▶ Problem to solve:
Filter the entries for the word "struct". Copy each line in which it occurs.

***** Data section *****

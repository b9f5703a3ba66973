//! Bounded retry for eventual-consistency windows
//!
//! Remote control planes report specific error classes while a dependency
//! has not yet propagated. Adapters wrap the affected call in
//! [`retry_on`] with an explicit [`RetryPolicy`] instead of hand-rolling
//! retry closures per call site.

use std::future::Future;
use std::time::Duration;
use tokio::time::Instant;

/// Explicit retry policy: a hard timeout ceiling plus an exponential
/// backoff schedule capped at `max_backoff`.
#[derive(Debug, Clone)]
pub struct RetryPolicy {
    pub timeout: Duration,
    pub initial_backoff: Duration,
    pub max_backoff: Duration,
}

impl RetryPolicy {
    pub fn new(timeout: Duration) -> Self {
        Self {
            timeout,
            initial_backoff: Duration::from_millis(500),
            max_backoff: Duration::from_secs(30),
        }
    }

    pub fn with_backoff(mut self, initial: Duration, max: Duration) -> Self {
        self.initial_backoff = initial;
        self.max_backoff = max;
        self
    }
}

/// Invoke `op`, retrying while `is_retryable` classifies the error as an
/// eventual-consistency failure and the policy timeout has not elapsed.
///
/// Once the timeout ceiling is reached, exactly one final unretried attempt
/// is made and its result is returned as-is, so the true last error (or a
/// late success) surfaces to the caller. Non-retryable errors propagate
/// immediately.
pub async fn retry_on<T, E, F, Fut, P>(policy: &RetryPolicy, is_retryable: P, mut op: F) -> Result<T, E>
where
    F: FnMut() -> Fut,
    Fut: Future<Output = Result<T, E>>,
    P: Fn(&E) -> bool,
    E: std::fmt::Display,
{
    let deadline = Instant::now() + policy.timeout;
    let mut backoff = policy.initial_backoff;

    loop {
        match op().await {
            Ok(value) => return Ok(value),
            Err(err) if !is_retryable(&err) => return Err(err),
            Err(err) => {
                if Instant::now() >= deadline {
                    tracing::debug!(error = %err, "retry timeout elapsed, making one final attempt");
                    return op().await;
                }
                tracing::debug!(
                    error = %err,
                    backoff_ms = backoff.as_millis() as u64,
                    "retryable error, backing off"
                );
                tokio::time::sleep(backoff).await;
                backoff = std::cmp::min(backoff * 2, policy.max_backoff);
            }
        }
    }
}

#[cfg(test)]
mod tests {
    use super::*;
    use std::sync::atomic::{AtomicUsize, Ordering};
    use std::sync::Arc;

    #[derive(Debug)]
    struct FakeError {
        retryable: bool,
    }

    impl std::fmt::Display for FakeError {
        fn fmt(&self, f: &mut std::fmt::Formatter<'_>) -> std::fmt::Result {
            write!(f, "fake error (retryable: {})", self.retryable)
        }
    }

    fn policy_ms(timeout: u64) -> RetryPolicy {
        RetryPolicy::new(Duration::from_millis(timeout))
            .with_backoff(Duration::from_millis(1), Duration::from_millis(4))
    }

    #[tokio::test]
    async fn success_passes_through_without_retry() {
        let attempts = Arc::new(AtomicUsize::new(0));
        let counter = attempts.clone();

        let result: Result<u32, FakeError> = retry_on(&policy_ms(50), |e: &FakeError| e.retryable, move || {
            let counter = counter.clone();
            async move {
                counter.fetch_add(1, Ordering::SeqCst);
                Ok(42)
            }
        })
        .await;

        assert_eq!(result.unwrap(), 42);
        assert_eq!(attempts.load(Ordering::SeqCst), 1);
    }

    #[tokio::test]
    async fn non_retryable_error_returns_after_single_attempt() {
        let attempts = Arc::new(AtomicUsize::new(0));
        let counter = attempts.clone();

        let result: Result<u32, FakeError> = retry_on(&policy_ms(50), |e: &FakeError| e.retryable, move || {
            let counter = counter.clone();
            async move {
                counter.fetch_add(1, Ordering::SeqCst);
                Err(FakeError { retryable: false })
            }
        })
        .await;

        assert!(result.is_err());
        assert_eq!(attempts.load(Ordering::SeqCst), 1);
    }

    #[tokio::test]
    async fn persistent_retryable_error_exhausts_timeout_and_surfaces_error() {
        let attempts = Arc::new(AtomicUsize::new(0));
        let counter = attempts.clone();

        let result: Result<u32, FakeError> = retry_on(&policy_ms(20), |e: &FakeError| e.retryable, move || {
            let counter = counter.clone();
            async move {
                counter.fetch_add(1, Ordering::SeqCst);
                Err(FakeError { retryable: true })
            }
        })
        .await;

        let err = result.unwrap_err();
        assert!(err.retryable);
        // At least one in-budget attempt plus the final unretried attempt.
        assert!(attempts.load(Ordering::SeqCst) >= 2);
    }

    #[tokio::test]
    async fn recovers_when_error_clears_within_timeout() {
        let attempts = Arc::new(AtomicUsize::new(0));
        let counter = attempts.clone();

        let result: Result<u32, FakeError> = retry_on(&policy_ms(500), |e: &FakeError| e.retryable, move || {
            let counter = counter.clone();
            async move {
                if counter.fetch_add(1, Ordering::SeqCst) < 2 {
                    Err(FakeError { retryable: true })
                } else {
                    Ok(7)
                }
            }
        })
        .await;

        assert_eq!(result.unwrap(), 7);
        assert_eq!(attempts.load(Ordering::SeqCst), 3);
    }
}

*****

▶ Problem solution:
pub struct RetryPolicy {
    struct FakeError {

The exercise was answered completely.